Sampaoli se manifesta sobre confusão: "Tenho pensando como ajudar Pedro e Pablo"
Técnico do Flamengo adota tom conciliador sobre agressão de auxiliar a atacante Pedro; veja comunicado

O técnico Jorge Sampaoli, comandante do Flamengo, se manifestou na tarde deste domingo (30) sobre o soco que o auxiliar Pablo Fernández deu no atacante Pedro. Em texto publicado nas redes sociais, o treinador argentino condenou a agressão e adotou tom conciliador. Sampaoli disse que tenta "ajudar" Pedro e Pablo Fernández.
O posicionamento de Jorge Sampaoli foi publicado no Instagram. No comunicado, o argentino comentou sobre a violência que existe no meio do futebol e lamentou que o caso tenha acontecido.
"Não acredito na violência como solução. Isso não nos leva a lugar nenhum. Nem na vida, nem no futebol. Ao longo da minha carreira, vi tantas lutas e elas sempre me deixaram com uma sensação de vazio. O que aconteceu ontem me deixou muito triste. Ofuscamos uma vitória impressionante com uma disputa interna cujas razões existem, mas neste momento não importam", escreveu o treinador.
Em outro trecho, o técnico deixou claro o tom conciliador diante do caso. Sampaoli colocou o Flamengo em primeiro lugar, afirmando que o objetivo é ter o clube no "topo". Sobre os personagens do caso, o comandante disse que tenta "ajudar Pedro e Pablo".
"Não tenho dormido pensando em como ajudar Pedro e Pablo. Sei que vocês dois tiveram uma noite horrível. E que, aconteça o que acontecer, temos a obrigação de nos cuidar. Para nos mudar Para unir. Para ser melhor. E colocar o Flamengo no topo", se manifestou o técnico.
O repórter Venê Casagrande, jornalista do SBT Sports Rio, revelou que a situação de toda a comissão técnica de Jorge Sampaoli é ruim. O Flamengo ainda não se manifestou sobre o caso. O atacante Pedro registrou boletim de ocorrência em uma delegacia de Belo Horizonte. O preparador físico Pablo Fernández já retornou ao Rio de Janeiro.

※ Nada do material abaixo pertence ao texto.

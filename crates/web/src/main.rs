//! KLYP Workbench landing site.
//!
//! This binary serves the landing page, lead capture, and the admin console
//! on port 3000.
//!
//! # Architecture
//!
//! - Axum web framework
//! - Askama templates for server-side rendering
//! - `PostgreSQL` for leads, content documents, admin accounts, and sessions
//! - Local media directory for signed uploads

#![cfg_attr(not(test), forbid(unsafe_code))]

use std::net::SocketAddr;
use std::process::ExitCode;

use sentry::integrations::tracing as sentry_tracing;
use tracing_subscriber::{layer::SubscriberExt, util::SubscriberInitExt};

use klyp_web::config::WebConfig;
use klyp_web::db;
use klyp_web::middleware::create_session_layer;
use klyp_web::state::AppState;

/// Start Sentry when a DSN is configured. The guard flushes on drop.
fn init_sentry(config: &WebConfig) -> Option<sentry::ClientInitGuard> {
    let dsn = config.sentry_dsn.as_ref()?;

    let guard = sentry::init((
        dsn.as_str(),
        sentry::ClientOptions {
            release: sentry::release_name!(),
            environment: config
                .sentry_environment
                .clone()
                .map(std::borrow::Cow::Owned),
            sample_rate: config.sentry_sample_rate,
            traces_sample_rate: config.sentry_traces_sample_rate,
            attach_stacktrace: true,
            ..Default::default()
        },
    ));

    tracing::info!("Sentry initialized");
    Some(guard)
}

/// Errors and warnings become Sentry events, info and debug breadcrumbs.
fn sentry_event_filter(metadata: &tracing::Metadata<'_>) -> sentry_tracing::EventFilter {
    match *metadata.level() {
        tracing::Level::ERROR | tracing::Level::WARN => sentry_tracing::EventFilter::Event,
        tracing::Level::INFO | tracing::Level::DEBUG => sentry_tracing::EventFilter::Breadcrumb,
        _ => sentry_tracing::EventFilter::Ignore,
    }
}

/// Errors that stop the server before or while serving.
#[derive(Debug, thiserror::Error)]
enum StartupError {
    #[error("database pool: {0}")]
    Database(#[from] sqlx::Error),

    #[error("bind {addr}: {source}")]
    Bind {
        addr: SocketAddr,
        source: std::io::Error,
    },

    #[error("server: {0}")]
    Serve(std::io::Error),
}

/// Install the tracing subscriber: JSON lines when `LOG_FORMAT=json`, text
/// otherwise, with warnings and errors forwarded to Sentry.
fn init_tracing() {
    let env_filter = tracing_subscriber::EnvFilter::try_from_default_env()
        .unwrap_or_else(|_| "klyp_web=info,tower_http=debug".into());

    let is_json = std::env::var("LOG_FORMAT").is_ok_and(|f| f.eq_ignore_ascii_case("json"));
    let json_layer = is_json.then(|| tracing_subscriber::fmt::layer().json().flatten_event(true));
    let text_layer = (!is_json).then(tracing_subscriber::fmt::layer);

    tracing_subscriber::registry()
        .with(env_filter)
        .with(json_layer)
        .with(text_layer)
        .with(sentry_tracing::layer().event_filter(sentry_event_filter))
        .init();
}

#[tokio::main]
async fn main() -> ExitCode {
    let config = match WebConfig::from_env() {
        Ok(config) => config,
        Err(e) => {
            init_tracing();
            tracing::error!(error = %e, "Invalid configuration");
            return ExitCode::FAILURE;
        }
    };

    // Sentry goes first so the tracing layer has a client to report to
    let _sentry_guard = init_sentry(&config);
    init_tracing();

    match serve(config).await {
        Ok(()) => ExitCode::SUCCESS,
        Err(e) => {
            tracing::error!(error = %e, "klyp-web stopped");
            ExitCode::FAILURE
        }
    }
}

async fn serve(config: WebConfig) -> Result<(), StartupError> {
    let pool = db::create_pool(&config.database_url).await?;
    tracing::info!("Database pool created");

    // Migrations only run through `klyp-cli migrate`

    let session_layer = create_session_layer(&pool, &config);
    let addr = config.socket_addr();
    let state = AppState::new(config, pool);

    match state.content().refresh().await {
        Ok(content) => tracing::info!(sections = content.len(), "Site content loaded"),
        Err(e) => tracing::warn!(error = %e, "Failed to load site content, serving defaults"),
    }

    let app = klyp_web::app(state, session_layer)
        .layer(sentry_tower::NewSentryLayer::new_from_top())
        .layer(sentry_tower::SentryHttpLayer::new().enable_transaction());

    let listener = tokio::net::TcpListener::bind(addr)
        .await
        .map_err(|source| StartupError::Bind { addr, source })?;
    tracing::info!("klyp-web listening on http://{addr}");

    // ConnectInfo lets rate limiting fall back to the peer address
    axum::serve(
        listener,
        app.into_make_service_with_connect_info::<SocketAddr>(),
    )
    .with_graceful_shutdown(shutdown_signal())
    .await
    .map_err(StartupError::Serve)
}

/// Wait for shutdown signal (Ctrl+C or SIGTERM).
async fn shutdown_signal() {
    let ctrl_c = async {
        tokio::signal::ctrl_c()
            .await
            .expect("Failed to install Ctrl+C handler");
    };

    #[cfg(unix)]
    let terminate = async {
        tokio::signal::unix::signal(tokio::signal::unix::SignalKind::terminate())
            .expect("Failed to install signal handler")
            .recv()
            .await;
    };

    #[cfg(not(unix))]
    let terminate = std::future::pending::<()>();

    tokio::select! {
        () = ctrl_c => {},
        () = terminate => {},
    }

    tracing::info!("Shutdown signal received, starting graceful shutdown");
}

Veja o texto completo de Jorge Sampaoli:
"Não acredito na violência como solução. Isso não nos leva a lugar nenhum. Nem na vida, nem no futebol. Ao longo da minha carreira, vi tantas lutas e elas sempre me deixaram com uma sensação de vazio. O que aconteceu ontem me deixou muito triste. Ofuscamos uma vitória impressionante com uma disputa interna cujas razões existem, mas neste momento não importam.
A história me mostrou que a única solução é a conversa. Mesmo quando errei ou vi o erro dos outros. Eu tenho fé na palavra. Que é uma forma de ter fé no ser humano. Porque a violência nos separa e a conversa nos une.
Quando eu era criança e comecei a jogar futebol, as brigas dentro e fora do campo eram muito comuns. Assim como muitas coisas no mundo mudaram para pior, algumas mudaram para melhor. A violência é menos aceita a cada dia como forma de resolver as coisas. É uma transformação que levará tempo. Não será de um dia para o outro. Todos nós temos o direito de cometer erros. Porque temos a possibilidade de nos transformarmos. Para ser melhor.
Eu sou o condutor desta equipe. Me dói muito quando dois colegas de trabalho brigam. Mais do que a violência. Os treinadores não se dedicam apenas à tática e à preparação dos futebolistas. Acima de tudo, trabalhamos para gerir grupos. Tentamos melhorar e cuidar das pessoas.
Não tenho dormido pensando em como ajudar Pedro e Pablo. Sei que vocês dois tiveram uma noite horrível. E que, aconteça o que acontecer, temos a obrigação de nos cuidar. Para nos mudar Para unir. Para ser melhor. E colocar o Flamengo no topo."